Nothing is normal right now, so it makes perfect sense that journalists should reconsider what objectivity means in 2017. Facts are now up for debate, the president is treating the media as “the opposition,” and readers are looking for both trusted news and better information on how they can get involved in the political process.

My Facebook feed is now a running stream of “action items” and congressional phone numbers posted by friends, imploring everyone to make their voices heard on cabinet nominees and executive orders. I wonder if news organizations are missing a big opportunity to serve their readers in this same way, as opposed to the traditional hands-off “we give you the news and you figure out what to do about it” stance.

The #PressOn campaign this week — in which people on Twitter shared their magazine and news subscriptions as a show of support — demonstrated the importance, for both readers and media companies, of direct reader funding and the accountability that comes with it. As those numbers become an bigger piece of the business, we might expect to see more explicit reader services that offer action on top of journalism. It’s not only possible, but critical, for a news organizations to be both objective and, when the circumstances call for it, outraged and an advocate for change.

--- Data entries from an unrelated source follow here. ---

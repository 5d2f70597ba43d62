//! The session loop.
//!
//! Each [`Controller::tick`] drains the events of one poll in arrival order,
//! services lifecycle requests, then either advances the running animation by
//! one frame or gives the AI its turn step, and finally renders a frame.
//! Nothing inside a tick waits on the AI.

use crate::config::SessionConfig;
use crate::error::SessionError;
use crate::input::{InputEvent, InputSource};
use crate::layout;
use crate::lifecycle::{ActionOutcome, LifecycleAction, LifecycleFlags, LifecycleReport};
use crate::menu::{MenuOutcome, Mode, ModeSelector};
use crate::render::{DrawSurface, FrameRenderer, RenderContext};
use crate::session::Session;
use crate::turn::{TurnOrchestrator, TurnStep};
use chess_ai::{Minimax, MoveSearch};
use chess_engine::{load_game, save_game, FileSlot, SaveError, SaveSlot};
use std::sync::Arc;
use std::thread;
use std::time::{Duration, Instant};
use tracing::{debug, info, warn};

/// Coarse controller state, derived from what is stored.
#[derive(Debug, Clone, Copy, PartialEq, Eq)]
pub enum Phase {
    InMenu,
    InGame,
    AwaitingAi,
    Animating,
}

/// Whether the loop should keep going.
#[derive(Debug, Clone, Copy, PartialEq, Eq)]
pub enum Flow {
    Continue,
    Quit,
}

/// Options for [`Controller::run`].
#[derive(Debug, Clone, Copy, PartialEq, Eq)]
pub struct RunOptions {
    /// Stop after this many ticks.
    pub max_ticks: Option<u64>,
    /// Stop once a game has ended and its last move finished animating.
    pub stop_when_over: bool,
    /// Sleep between ticks to hold the configured tick rates.
    pub paced: bool,
}

impl Default for RunOptions {
    fn default() -> Self {
        RunOptions {
            max_ticks: None,
            stop_when_over: false,
            paced: true,
        }
    }
}

#[derive(Debug, Clone, Copy, PartialEq, Eq)]
pub enum StopReason {
    Quit,
    TickBudget,
    GameOver,
}

#[derive(Debug, Clone, Copy, PartialEq, Eq)]
pub struct RunSummary {
    pub ticks: u64,
    pub reason: StopReason,
}

/// Owns the session and its collaborators.
pub struct Controller {
    config: SessionConfig,
    menu: ModeSelector,
    session: Option<Session>,
    flags: LifecycleFlags,
    turns: TurnOrchestrator,
    renderer: FrameRenderer,
    slot: Box<dyn SaveSlot>,
    last_lifecycle: Vec<LifecycleReport>,
    last_turn: Option<TurnStep>,
    ticks: u64,
}

impl Controller {
    pub fn new(config: SessionConfig, searcher: Arc<dyn MoveSearch>, slot: Box<dyn SaveSlot>) -> Self {
        let turns = TurnOrchestrator::new(searcher, &config.ai);
        Controller {
            config,
            menu: ModeSelector::new(),
            session: None,
            flags: LifecycleFlags::new(),
            turns,
            renderer: FrameRenderer::new(RenderContext::default()),
            slot,
            last_lifecycle: Vec::new(),
            last_turn: None,
            ticks: 0,
        }
    }

    /// Builds a controller with the minimax searcher and a file save slot.
    pub fn from_config(config: SessionConfig) -> Self {
        let searcher = Arc::new(Minimax::new(config.ai.depth));
        let slot = Box::new(FileSlot::new(config.save_path.clone()));
        Self::new(config, searcher, slot)
    }

    pub fn with_renderer(mut self, renderer: FrameRenderer) -> Self {
        self.renderer = renderer;
        self
    }

    pub fn config(&self) -> &SessionConfig {
        &self.config
    }

    pub fn phase(&self) -> Phase {
        match &self.session {
            None => Phase::InMenu,
            Some(s) if s.is_animating() => Phase::Animating,
            Some(s) if s.ai_busy() => Phase::AwaitingAi,
            Some(_) => Phase::InGame,
        }
    }

    pub fn session(&self) -> Option<&Session> {
        self.session.as_ref()
    }

    pub fn session_mut(&mut self) -> Option<&mut Session> {
        self.session.as_mut()
    }

    pub fn flags(&self) -> &LifecycleFlags {
        &self.flags
    }

    /// Lifecycle actions serviced during the last tick, in order.
    pub fn last_lifecycle(&self) -> &[LifecycleReport] {
        &self.last_lifecycle
    }

    /// AI turn step taken during the last tick, if any.
    pub fn last_turn(&self) -> Option<TurnStep> {
        self.last_turn
    }

    pub fn ticks(&self) -> u64 {
        self.ticks
    }

    /// Starts a fresh session under `mode`, leaving the menu.
    pub fn start_session(&mut self, mode: Mode) {
        if let Some(old) = self.session.as_mut() {
            old.cancel_ai();
        }
        self.flags.clear();
        self.session = Some(Session::new(
            mode,
            self.config.frames_per_square,
            self.config.promotion.piece(),
        ));
        info!(%mode, selections = self.menu.selections(), "session started");
    }

    /// Runs one loop iteration.
    pub fn tick(&mut self, events: &[InputEvent], surface: &mut dyn DrawSurface) -> Result<Flow, SessionError> {
        self.ticks += 1;
        self.last_lifecycle.clear();
        self.last_turn = None;

        for &event in events {
            if self.handle_event(event) == Flow::Quit {
                info!("quit requested");
                if let Some(session) = self.session.as_mut() {
                    session.cancel_ai();
                }
                return Ok(Flow::Quit);
            }
        }

        self.service_lifecycle();

        if let Some(session) = self.session.as_mut() {
            if session.is_animating() {
                session.advance_animation();
            } else {
                self.last_turn = Some(self.turns.step(session));
            }
        }

        self.render(surface)?;
        Ok(Flow::Continue)
    }

    /// Time until the next tick should start.
    pub fn tick_interval(&self) -> Duration {
        let fps = match self.phase() {
            Phase::Animating => self.config.animation_fps,
            _ => self.config.logic_fps,
        };
        Duration::from_secs(1) / fps.max(1)
    }

    /// Ticks until quit, the tick budget or (optionally) the end of the game.
    pub fn run(
        &mut self,
        input: &mut dyn InputSource,
        surface: &mut dyn DrawSurface,
        options: RunOptions,
    ) -> Result<RunSummary, SessionError> {
        let mut ticks = 0;
        loop {
            let started = Instant::now();
            let events = input.poll();
            let flow = self.tick(&events, surface)?;
            ticks += 1;

            let reason = if flow == Flow::Quit {
                Some(StopReason::Quit)
            } else if options.stop_when_over
                && self.session.as_ref().is_some_and(|s| s.is_over() && !s.is_animating())
            {
                Some(StopReason::GameOver)
            } else if options.max_ticks.is_some_and(|max| ticks >= max) {
                Some(StopReason::TickBudget)
            } else {
                None
            };
            if let Some(reason) = reason {
                info!(ticks, ?reason, "session loop stopped");
                return Ok(RunSummary { ticks, reason });
            }

            if options.paced {
                if let Some(rest) = self.tick_interval().checked_sub(started.elapsed()) {
                    thread::sleep(rest);
                }
            }
        }
    }

    fn handle_event(&mut self, event: InputEvent) -> Flow {
        if self.session.is_none() {
            return self.handle_menu_event(event);
        }
        let Some(session) = self.session.as_mut() else {
            return Flow::Continue;
        };

        match event {
            InputEvent::KeyPress(key) => {
                if let Some(action) = LifecycleAction::for_key(key) {
                    debug!(%action, "requested by key");
                    self.flags.request(action);
                }
            }
            InputEvent::PointerPress { x, y } => {
                if let Some(action) = layout::lifecycle_hit(x, y) {
                    debug!(%action, "requested by button");
                    self.flags.request(action);
                }
                session.click(layout::square_at(x, y));
            }
            InputEvent::Quit => return Flow::Quit,
        }
        Flow::Continue
    }

    /// While no session runs, every event goes to the mode selector. Its
    /// quit ends the loop.
    fn handle_menu_event(&mut self, event: InputEvent) -> Flow {
        match self.menu.on_event(event) {
            MenuOutcome::Selected(mode) => {
                self.start_session(mode);
                Flow::Continue
            }
            MenuOutcome::Quit => Flow::Quit,
            MenuOutcome::Waiting => Flow::Continue,
        }
    }

    fn service_lifecycle(&mut self) {
        for action in LifecycleAction::SERVICE_ORDER {
            if !self.flags.take(action) {
                continue;
            }
            let outcome = self.perform(action);
            match &outcome {
                ActionOutcome::Failed(reason) => warn!(%action, %reason, "lifecycle action failed"),
                other => info!(%action, outcome = ?other, "lifecycle action serviced"),
            }
            self.last_lifecycle.push(LifecycleReport { action, outcome });
        }
    }

    fn perform(&mut self, action: LifecycleAction) -> ActionOutcome {
        let Some(session) = self.session.as_mut() else {
            return ActionOutcome::Nothing;
        };

        match action {
            LifecycleAction::Save => match save_game(self.slot.as_mut(), session.game()) {
                Ok(()) => {
                    session.set_status("Game saved");
                    ActionOutcome::Applied
                }
                Err(e) => fail(session, format!("Save failed: {e}")),
            },
            LifecycleAction::Load => match load_game(self.slot.as_ref()) {
                Ok(game) => {
                    session.replace_game(game);
                    session.set_status("Game loaded");
                    ActionOutcome::Applied
                }
                Err(SaveError::NotFound) => fail(
                    session,
                    "No saved game found! Press S to save a game first.".to_string(),
                ),
                Err(e) => fail(session, format!("Load failed: {e}")),
            },
            LifecycleAction::Undo => match session.undo() {
                Some(_) => ActionOutcome::Applied,
                None => ActionOutcome::Nothing,
            },
            LifecycleAction::Reset => {
                session.reset();
                ActionOutcome::Applied
            }
            LifecycleAction::ExitToMenu => {
                session.cancel_ai();
                self.session = None;
                info!("returned to menu");
                ActionOutcome::Applied
            }
        }
    }

    fn render(&self, surface: &mut dyn DrawSurface) -> Result<(), SessionError> {
        match &self.session {
            None => self.renderer.draw_menu(surface)?,
            Some(session) => self.renderer.draw_session(surface, session)?,
        }
        surface.present()?;
        Ok(())
    }
}

fn fail(session: &mut Session, message: String) -> ActionOutcome {
    session.set_status(message.clone());
    ActionOutcome::Failed(message)
}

Kathleen Kingsbury, the managing editor for digital at The Boston Globe, spoke this week about what happened when the Globe did exactly that: A front page following the Orlando nightclub shooting that said, “Make It Stop”:

Some of our colleagues distanced themselves from this project on social media. And a week later, I was asked to be on a panel at the Poynter Institute. I thought I was going to be talking about gun control that day. Instead, I was grilled for almost an hour about why I thought it was okay to do this — why the Globe thought it was okay to cross these lines.

Those were questions that were hard to answer, that day and since. I’ve thought a lot about them. Because you’re taught in Journalism 101 some fundamental tenets: Be accurate; be fair; don’t make yourself the story. By these measures, maybe Make It Stop had crossed some lines, had gone too far. Maybe.

But there are other responsibilities that we as journalists hold dear: Be a voice for the voiceless. Tell essential truths. Hold the powerful accountable.

Marty Kaiser, the former editor of the Milwaukee Journal Sentinel, often talks about how, at the end of the day, even journalism organizations must have thresholds to allow for moral outrage. For the Boston Globe, that threshold was a group of young people at a nightclub, enjoying themselves, being mowed down in cold blood.